Segment Start: WORKING DATA

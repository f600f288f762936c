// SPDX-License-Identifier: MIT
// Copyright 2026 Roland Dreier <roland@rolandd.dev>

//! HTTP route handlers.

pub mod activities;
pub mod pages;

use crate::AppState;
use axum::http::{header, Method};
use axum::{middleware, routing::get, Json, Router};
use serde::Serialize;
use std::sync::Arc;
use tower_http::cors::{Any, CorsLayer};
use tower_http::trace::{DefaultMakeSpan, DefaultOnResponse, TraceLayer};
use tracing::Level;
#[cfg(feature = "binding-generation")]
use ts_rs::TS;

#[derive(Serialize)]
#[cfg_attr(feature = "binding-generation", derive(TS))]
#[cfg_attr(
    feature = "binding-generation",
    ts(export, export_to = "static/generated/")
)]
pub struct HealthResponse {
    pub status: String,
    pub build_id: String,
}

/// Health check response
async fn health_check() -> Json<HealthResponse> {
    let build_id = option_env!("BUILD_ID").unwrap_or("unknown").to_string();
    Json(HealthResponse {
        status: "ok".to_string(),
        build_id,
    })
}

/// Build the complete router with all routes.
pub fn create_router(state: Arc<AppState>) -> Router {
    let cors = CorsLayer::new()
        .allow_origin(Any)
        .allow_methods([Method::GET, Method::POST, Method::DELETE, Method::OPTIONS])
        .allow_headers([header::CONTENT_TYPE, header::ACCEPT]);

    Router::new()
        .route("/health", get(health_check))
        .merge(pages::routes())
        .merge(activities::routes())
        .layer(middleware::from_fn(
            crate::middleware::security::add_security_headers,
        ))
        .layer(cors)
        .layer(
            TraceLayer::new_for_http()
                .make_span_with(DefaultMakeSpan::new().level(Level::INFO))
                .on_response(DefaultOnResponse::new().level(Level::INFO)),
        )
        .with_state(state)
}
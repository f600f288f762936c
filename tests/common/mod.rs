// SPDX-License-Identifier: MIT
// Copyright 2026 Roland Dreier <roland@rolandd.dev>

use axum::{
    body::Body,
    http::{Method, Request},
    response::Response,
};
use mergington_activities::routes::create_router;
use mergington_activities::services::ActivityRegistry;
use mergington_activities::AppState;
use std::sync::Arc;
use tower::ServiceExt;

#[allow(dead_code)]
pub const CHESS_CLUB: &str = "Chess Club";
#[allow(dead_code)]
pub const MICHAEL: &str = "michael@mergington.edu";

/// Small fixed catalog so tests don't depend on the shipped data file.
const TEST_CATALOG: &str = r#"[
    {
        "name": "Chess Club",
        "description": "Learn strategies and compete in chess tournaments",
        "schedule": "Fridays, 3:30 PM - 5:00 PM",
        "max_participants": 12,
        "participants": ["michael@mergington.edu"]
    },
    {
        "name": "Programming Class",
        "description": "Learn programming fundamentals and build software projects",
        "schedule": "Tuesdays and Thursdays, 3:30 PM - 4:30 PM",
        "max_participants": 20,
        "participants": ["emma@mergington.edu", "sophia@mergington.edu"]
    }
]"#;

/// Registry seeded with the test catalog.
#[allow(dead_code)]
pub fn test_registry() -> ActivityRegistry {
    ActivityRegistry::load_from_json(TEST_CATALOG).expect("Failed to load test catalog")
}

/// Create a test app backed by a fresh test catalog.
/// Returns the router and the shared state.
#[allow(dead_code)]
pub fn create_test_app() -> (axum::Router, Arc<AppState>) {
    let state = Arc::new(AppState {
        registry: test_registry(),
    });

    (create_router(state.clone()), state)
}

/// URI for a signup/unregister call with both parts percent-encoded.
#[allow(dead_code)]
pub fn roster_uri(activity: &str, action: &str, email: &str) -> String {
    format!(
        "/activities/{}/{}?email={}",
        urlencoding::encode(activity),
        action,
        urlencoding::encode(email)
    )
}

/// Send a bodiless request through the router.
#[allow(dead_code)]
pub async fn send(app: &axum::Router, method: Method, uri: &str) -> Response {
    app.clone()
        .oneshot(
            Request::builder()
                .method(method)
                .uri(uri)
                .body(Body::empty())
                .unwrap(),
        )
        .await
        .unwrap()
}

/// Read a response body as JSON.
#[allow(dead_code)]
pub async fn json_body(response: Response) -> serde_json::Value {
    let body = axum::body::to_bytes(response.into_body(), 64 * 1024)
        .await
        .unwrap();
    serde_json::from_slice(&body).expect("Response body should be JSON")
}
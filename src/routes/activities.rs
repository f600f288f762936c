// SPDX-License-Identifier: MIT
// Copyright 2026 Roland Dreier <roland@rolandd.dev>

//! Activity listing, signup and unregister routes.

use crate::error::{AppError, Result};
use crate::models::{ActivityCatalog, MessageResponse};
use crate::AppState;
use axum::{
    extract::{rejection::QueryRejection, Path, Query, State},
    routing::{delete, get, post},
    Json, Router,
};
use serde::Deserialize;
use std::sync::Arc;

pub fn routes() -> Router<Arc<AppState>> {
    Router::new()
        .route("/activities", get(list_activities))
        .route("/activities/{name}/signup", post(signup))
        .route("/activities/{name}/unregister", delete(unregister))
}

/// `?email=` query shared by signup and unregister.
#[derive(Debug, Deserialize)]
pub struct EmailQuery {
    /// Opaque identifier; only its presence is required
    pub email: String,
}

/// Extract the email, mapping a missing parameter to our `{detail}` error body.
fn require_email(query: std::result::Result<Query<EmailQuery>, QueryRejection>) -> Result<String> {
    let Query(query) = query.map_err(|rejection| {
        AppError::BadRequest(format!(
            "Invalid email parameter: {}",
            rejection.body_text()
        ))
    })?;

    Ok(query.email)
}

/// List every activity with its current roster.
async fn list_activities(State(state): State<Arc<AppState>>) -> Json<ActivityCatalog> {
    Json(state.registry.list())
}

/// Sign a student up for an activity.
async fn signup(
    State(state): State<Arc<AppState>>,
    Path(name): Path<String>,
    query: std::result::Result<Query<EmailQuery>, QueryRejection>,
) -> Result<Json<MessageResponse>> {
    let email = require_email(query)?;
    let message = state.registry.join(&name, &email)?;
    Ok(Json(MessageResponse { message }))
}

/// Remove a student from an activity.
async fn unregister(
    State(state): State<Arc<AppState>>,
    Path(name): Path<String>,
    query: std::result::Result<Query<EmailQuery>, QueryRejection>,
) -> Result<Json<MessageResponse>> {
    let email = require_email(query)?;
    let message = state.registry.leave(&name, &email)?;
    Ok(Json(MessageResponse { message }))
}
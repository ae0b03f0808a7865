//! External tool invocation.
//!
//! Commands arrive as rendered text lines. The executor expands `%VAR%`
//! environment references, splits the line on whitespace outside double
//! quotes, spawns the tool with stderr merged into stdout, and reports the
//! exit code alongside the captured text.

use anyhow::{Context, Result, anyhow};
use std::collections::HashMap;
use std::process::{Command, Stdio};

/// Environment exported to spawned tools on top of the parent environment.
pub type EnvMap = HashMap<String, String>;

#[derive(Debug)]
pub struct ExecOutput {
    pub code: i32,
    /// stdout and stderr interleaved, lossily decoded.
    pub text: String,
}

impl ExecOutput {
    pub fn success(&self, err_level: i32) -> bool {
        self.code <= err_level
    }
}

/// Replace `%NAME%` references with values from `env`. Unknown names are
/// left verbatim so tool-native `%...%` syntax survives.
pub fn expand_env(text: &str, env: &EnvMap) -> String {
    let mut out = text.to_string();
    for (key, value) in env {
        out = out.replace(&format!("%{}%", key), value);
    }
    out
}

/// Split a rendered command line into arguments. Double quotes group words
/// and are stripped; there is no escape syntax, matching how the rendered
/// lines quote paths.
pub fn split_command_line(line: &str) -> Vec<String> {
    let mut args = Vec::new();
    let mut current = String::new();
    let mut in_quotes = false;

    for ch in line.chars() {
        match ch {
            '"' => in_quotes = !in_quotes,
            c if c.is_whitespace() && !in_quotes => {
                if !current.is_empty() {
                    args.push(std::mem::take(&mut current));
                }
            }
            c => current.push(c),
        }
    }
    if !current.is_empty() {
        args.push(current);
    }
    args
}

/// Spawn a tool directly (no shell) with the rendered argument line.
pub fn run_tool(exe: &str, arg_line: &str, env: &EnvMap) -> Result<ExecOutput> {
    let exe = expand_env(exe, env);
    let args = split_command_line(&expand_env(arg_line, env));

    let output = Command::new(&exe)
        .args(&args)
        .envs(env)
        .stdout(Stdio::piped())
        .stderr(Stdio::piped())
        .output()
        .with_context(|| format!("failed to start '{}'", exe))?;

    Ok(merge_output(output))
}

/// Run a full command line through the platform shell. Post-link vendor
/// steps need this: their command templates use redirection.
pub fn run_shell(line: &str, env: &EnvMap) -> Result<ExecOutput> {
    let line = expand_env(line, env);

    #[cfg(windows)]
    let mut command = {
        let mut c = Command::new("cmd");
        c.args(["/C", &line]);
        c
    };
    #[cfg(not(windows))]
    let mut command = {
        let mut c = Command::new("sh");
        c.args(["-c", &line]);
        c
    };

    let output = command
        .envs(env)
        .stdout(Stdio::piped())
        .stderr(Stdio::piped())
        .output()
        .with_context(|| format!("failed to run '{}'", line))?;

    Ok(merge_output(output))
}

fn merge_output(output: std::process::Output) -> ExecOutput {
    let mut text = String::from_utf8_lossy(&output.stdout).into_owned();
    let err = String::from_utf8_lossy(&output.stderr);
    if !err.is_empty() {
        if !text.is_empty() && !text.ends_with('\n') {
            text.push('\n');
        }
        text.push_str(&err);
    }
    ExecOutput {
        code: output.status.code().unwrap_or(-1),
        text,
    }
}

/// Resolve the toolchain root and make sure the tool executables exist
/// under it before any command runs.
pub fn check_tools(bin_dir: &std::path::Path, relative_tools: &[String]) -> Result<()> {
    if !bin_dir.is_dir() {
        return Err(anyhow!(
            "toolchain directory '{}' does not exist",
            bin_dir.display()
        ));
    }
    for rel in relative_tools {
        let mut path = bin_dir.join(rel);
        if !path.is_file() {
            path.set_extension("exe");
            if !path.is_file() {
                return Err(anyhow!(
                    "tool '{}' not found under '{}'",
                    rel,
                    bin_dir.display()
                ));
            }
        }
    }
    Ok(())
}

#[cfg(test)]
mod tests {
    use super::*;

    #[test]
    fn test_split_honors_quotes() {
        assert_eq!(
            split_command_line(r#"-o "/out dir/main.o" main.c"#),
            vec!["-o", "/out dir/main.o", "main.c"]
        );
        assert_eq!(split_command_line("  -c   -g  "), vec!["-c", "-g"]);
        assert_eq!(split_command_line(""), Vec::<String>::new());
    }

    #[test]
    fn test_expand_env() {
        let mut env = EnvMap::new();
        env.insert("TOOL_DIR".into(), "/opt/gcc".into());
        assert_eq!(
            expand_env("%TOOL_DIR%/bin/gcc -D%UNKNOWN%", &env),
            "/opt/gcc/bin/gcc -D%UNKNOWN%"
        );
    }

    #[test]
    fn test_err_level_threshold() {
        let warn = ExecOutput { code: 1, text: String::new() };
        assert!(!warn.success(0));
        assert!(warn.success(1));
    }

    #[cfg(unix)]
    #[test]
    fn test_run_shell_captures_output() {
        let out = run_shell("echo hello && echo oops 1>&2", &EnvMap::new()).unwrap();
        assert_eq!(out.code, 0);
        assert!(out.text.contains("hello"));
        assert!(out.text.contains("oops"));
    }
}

Segment End: WORKING DATA

PROBLEM TO WORK ON:
Each line of the data that contains "michael" belongs in the answer.

OUTPUT:
pub const MICHAEL: &str = "michael@mergington.edu";
        "participants": ["michael@mergington.edu"]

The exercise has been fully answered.